The Salinas Pueblo Missions National Monument is a complex of three Spanish missions located in the U.S. state of New Mexico, near Mountainair. The main park visitor center is in Mountainair. Construction of the missions began in 1622 and was completed in 1635.

==History==

Once, thriving Native American trade communities of Tiwa and Tompiro language-speaking Pueblo people inhabited this remote frontier area of central New Mexico. They had an extensive area of pueblo dwellings and related kivas and other structures.

Early in the 17th century Spanish Franciscans believed the area ripe for their missionary efforts. However, by the late 1670s the entire Salinas District, as the Spanish had named it, was depopulated of both Indian and Spaniard. What remains today are austere yet beautiful reminders of this earliest contact between Pueblo Indians and Spanish Colonials: the ruins of three mission churches, at Quarai, Abó, and Gran Quivira, and the partially excavated pueblo of Las Humanas or, as it is known today, the Gran Quivira pueblo.

The site was first proclaimed Gran Quivira National Monument on November 1, 1909. Administered by the National Park Service, the National Monument for this site was listed on the National Register of Historic Places on October 15, 1966. On December 19, 1980, the footprint of the site was enlarged to include two New Mexico State Monuments on November 2, 1981. The enlarged site was renamed on October 28, 1988.

==Quarai Ruins==

The Quarai Ruins are located about 8 miles north of Mountainair, at about 6650 feet (2026 m) above sea level. There is a visitor center and a 0.5 mile (0.8 km) trail through the ruins. In a forest, an interpretive sign reads that when Francis Gardes traveled through the area, he heard birds sing a song called "When Explorers Came". Francis Gardes's trail became Francis Garde National Historic Trail, and it passes through Quarai.

==Abó Ruins==

The Abo Pueblo community was established in the 11th century on the edge of the existing pueblo culture, and often attracted roaming Nomadic Tribes of the eastern plains.

San Gregorio de Abó Mission (located in Mountainair, New Mexico) was one of three Spanish missions constructed in or near the pueblos of central New Mexico.
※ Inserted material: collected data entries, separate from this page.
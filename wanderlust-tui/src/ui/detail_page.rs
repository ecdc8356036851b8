//! Destination detail — tabbed content with a "Plan Your Trip" sidebar.

use ratatui::Frame;
use ratatui::layout::{Constraint, Direction, Layout, Rect};
use ratatui::text::{Line, Span};
use ratatui::widgets::{Block, Borders, Paragraph, Wrap};

use wanderlust_core::domain::Destination;

use crate::app::{AppState, DetailTab};
use crate::theme;
use crate::ui::widgets::rating;

pub fn render(f: &mut Frame, area: Rect, app: &AppState, dest: &Destination) {
    let rows = Layout::default()
        .direction(Direction::Vertical)
        .constraints([Constraint::Length(2), Constraint::Min(3)])
        .split(area);

    render_tabs(f, rows[0], app.detail.tab);

    let columns = Layout::default()
        .direction(Direction::Horizontal)
        .constraints([Constraint::Percentage(66), Constraint::Percentage(34)])
        .split(rows[1]);

    let body = match app.detail.tab {
        DetailTab::Overview => overview(app, dest),
        DetailTab::Attractions => attractions(dest),
        DetailTab::Accommodations => stays(app, dest),
        DetailTab::Experiences => experiences(app, dest),
        DetailTab::PracticalInfo => practical_info(dest),
    };
    f.render_widget(Paragraph::new(body).wrap(Wrap { trim: false }), columns[0]);

    render_sidebar(f, columns[1], dest);
}

fn render_tabs(f: &mut Frame, area: Rect, active: DetailTab) {
    let mut spans = Vec::new();
    for tab in DetailTab::ALL {
        let style = if tab == active {
            theme::cursor()
        } else {
            theme::muted()
        };
        spans.push(Span::styled(format!(" {} ", tab.label()), style));
        spans.push(Span::raw(" "));
    }
    spans.push(Span::styled("[h/l]tab", theme::muted()));
    f.render_widget(Paragraph::new(Line::from(spans)), area);
}

fn overview<'a>(app: &AppState, dest: &'a Destination) -> Vec<Line<'a>> {
    let mut lines = vec![
        Line::from(Span::styled(format!("About {}", dest.name), theme::accent_bold())),
        Line::from(Span::styled(dest.description.as_str(), theme::text())),
        Line::from(""),
        Line::from(Span::styled(dest.overview_blurb(), theme::text())),
        Line::from(""),
        Line::from(Span::styled(
            format!(
                "The best time to visit is during {} when the weather is ideal for exploring.",
                dest.best_time_to_visit
            ),
            theme::text(),
        )),
        Line::from(""),
        Line::from(Span::styled("Highlights", theme::neutral())),
    ];
    for (i, h) in dest.highlights.iter().enumerate() {
        lines.push(Line::from(vec![
            Span::styled(format!(" {}. ", i + 1), theme::accent()),
            Span::styled(h.title.as_str(), theme::text()),
        ]));
    }

    let popular: Vec<_> = app
        .catalog
        .experiences_for(dest.id.as_str())
        .into_iter()
        .take(4)
        .collect();
    if !popular.is_empty() {
        lines.push(Line::from(""));
        lines.push(Line::from(Span::styled("Popular Experiences", theme::neutral())));
        for exp in popular {
            lines.push(Line::from(vec![
                Span::styled(format!(" {}", exp.title), theme::text()),
                Span::styled(format!("  ${}", exp.price), theme::accent()),
                Span::styled(format!("  {}", exp.duration), theme::muted()),
            ]));
        }
    }
    lines
}

fn attractions(dest: &Destination) -> Vec<Line<'_>> {
    let mut lines = Vec::new();
    for h in &dest.highlights {
        lines.push(Line::from(Span::styled(h.title.as_str(), theme::accent_bold())));
        lines.push(Line::from(Span::styled(
            format!("  {}", h.description),
            theme::muted(),
        )));
        lines.push(Line::from(""));
    }
    if lines.is_empty() {
        lines.push(Line::from(Span::styled("No attractions listed yet.", theme::muted())));
    }
    lines
}

fn stays<'a>(app: &'a AppState, dest: &Destination) -> Vec<Line<'a>> {
    let mut lines = Vec::new();
    for a in app.catalog.accommodations_for(dest.id.as_str()) {
        lines.push(Line::from(vec![
            Span::styled(a.name.as_str(), theme::accent_bold()),
            Span::styled(format!("  {}", a.kind), theme::neutral()),
            Span::styled(format!("  ${}/night  ", a.price_per_night), theme::accent()),
            rating(a.rating, a.review_count),
        ]));
        lines.push(Line::from(Span::styled(
            format!("  {} · {}", a.location, a.amenities.join(", ")),
            theme::muted(),
        )));
    }
    if lines.is_empty() {
        lines.push(Line::from(Span::styled(
            format!("No accommodations listed for {} yet.", dest.name),
            theme::muted(),
        )));
    } else {
        lines.push(Line::from(""));
        lines.push(Line::from(Span::styled("[s] browse all stays here", theme::muted())));
    }
    lines
}

fn experiences<'a>(app: &'a AppState, dest: &Destination) -> Vec<Line<'a>> {
    let mut lines = Vec::new();
    for e in app.catalog.experiences_for(dest.id.as_str()) {
        lines.push(Line::from(vec![
            Span::styled(e.title.as_str(), theme::accent_bold()),
            Span::styled(format!("  {}", e.category), theme::neutral()),
            Span::styled(format!("  ${}  ", e.price), theme::accent()),
            rating(e.rating, e.review_count),
        ]));
        lines.push(Line::from(Span::styled(
            format!("  {} · {}", e.duration, e.description),
            theme::muted(),
        )));
    }
    if lines.is_empty() {
        lines.push(Line::from(Span::styled(
            format!("No experiences listed for {} yet.", dest.name),
            theme::muted(),
        )));
    }
    lines
}

fn practical_info(dest: &Destination) -> Vec<Line<'_>> {
    let row = |label: &'static str, value: String| {
        Line::from(vec![
            Span::styled(format!("{label:<20}"), theme::muted()),
            Span::styled(value, theme::text()),
        ])
    };
    vec![
        row("Country", dest.country.clone()),
        row("Best time to visit", dest.best_time_to_visit.clone()),
        row("Recommended stay", dest.recommended_stay.clone()),
        row("Daily budget", dest.budget.clone()),
        row("Emergency", dest.emergency_number().to_string()),
        row("Travel style", dest.tags.join(", ")),
    ]
}

fn render_sidebar(f: &mut Frame, area: Rect, dest: &Destination) {
    let block = Block::default()
        .borders(Borders::LEFT)
        .border_style(theme::muted())
        .title(" Plan Your Trip ")
        .title_style(theme::accent_bold());

    let lines = vec![
        Line::from(Span::styled("[a] Add to Itinerary", theme::accent_bold())),
        Line::from(Span::styled("[s] Find stays", theme::accent())),
        Line::from(""),
        Line::from(Span::styled("Recommended Stay", theme::muted())),
        Line::from(Span::styled(dest.recommended_stay.as_str(), theme::text())),
        Line::from(Span::styled("Daily Budget", theme::muted())),
        Line::from(Span::styled(dest.budget.as_str(), theme::text())),
        Line::from(Span::styled("Best Time to Visit", theme::muted())),
        Line::from(Span::styled(dest.best_time_to_visit.as_str(), theme::text())),
        Line::from(""),
        Line::from(Span::styled(
            format!("Emergency: {}", dest.emergency_number()),
            theme::warning(),
        )),
        Line::from(""),
        Line::from(Span::styled("[Esc] back to destinations", theme::muted())),
    ];

    f.render_widget(Paragraph::new(lines).block(block).wrap(Wrap { trim: true }), area);
}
These missions, built in 1600s, are now a part of the Salinas Pueblo National Monument which includes San Gregorio de Abó Mission, Quarai and Gran Quivera.

The mission at Abo was established in 1625 by Fray Francisco Fonte.

==Gran Quivira Ruins==

The Gran Quivira Ruins are located about 25 miles south of Mountainair, at about 6500 feet (1981 m) above sea level. There is a small visitor center near the parking lot. A 0.5-mile (0.8 km) trail leads through partially excavated pueblo ruins and the ruins of the uncompleted mission church.

The Gran Quivira, as it has been called for over a hundred years, is by far the best known of the Salinas pueblos, and in fact is one of the most celebrated ruins in all of the Southwest. This is not strange, [since] it is altogether the largest ruin of any Christian temple that exists in the United States; and connected with it from the first, there has been the glamor of romance and the strange charm of mystery, which adds tenfold to ordinary interest.

How and when it first received its deceptive title of "Gran Quivira" we may never know; there are dozens of traditions and theories and imaginings. From the days of Coronado the name of "Quivira" had been associated with the idea of a great unknown city, of wealth and splendor, situated somewhere on the Eastern Plains; and it is not at all unlikely that when some party from the Rio Grande Valley, in search of game or gold, crossed the mountains and the wilderness lying to the east, and was suddenly amazed by the apparition of a dead city, silent and tenantless, but bearing the evidences of large population, of vast resources, of architectural knowledge, mechanical skill, and wonderful energy, they should have associated with it the stories heard from childhood of the mythical center of riches and power, and called the new-found wonder the Gran Quivira.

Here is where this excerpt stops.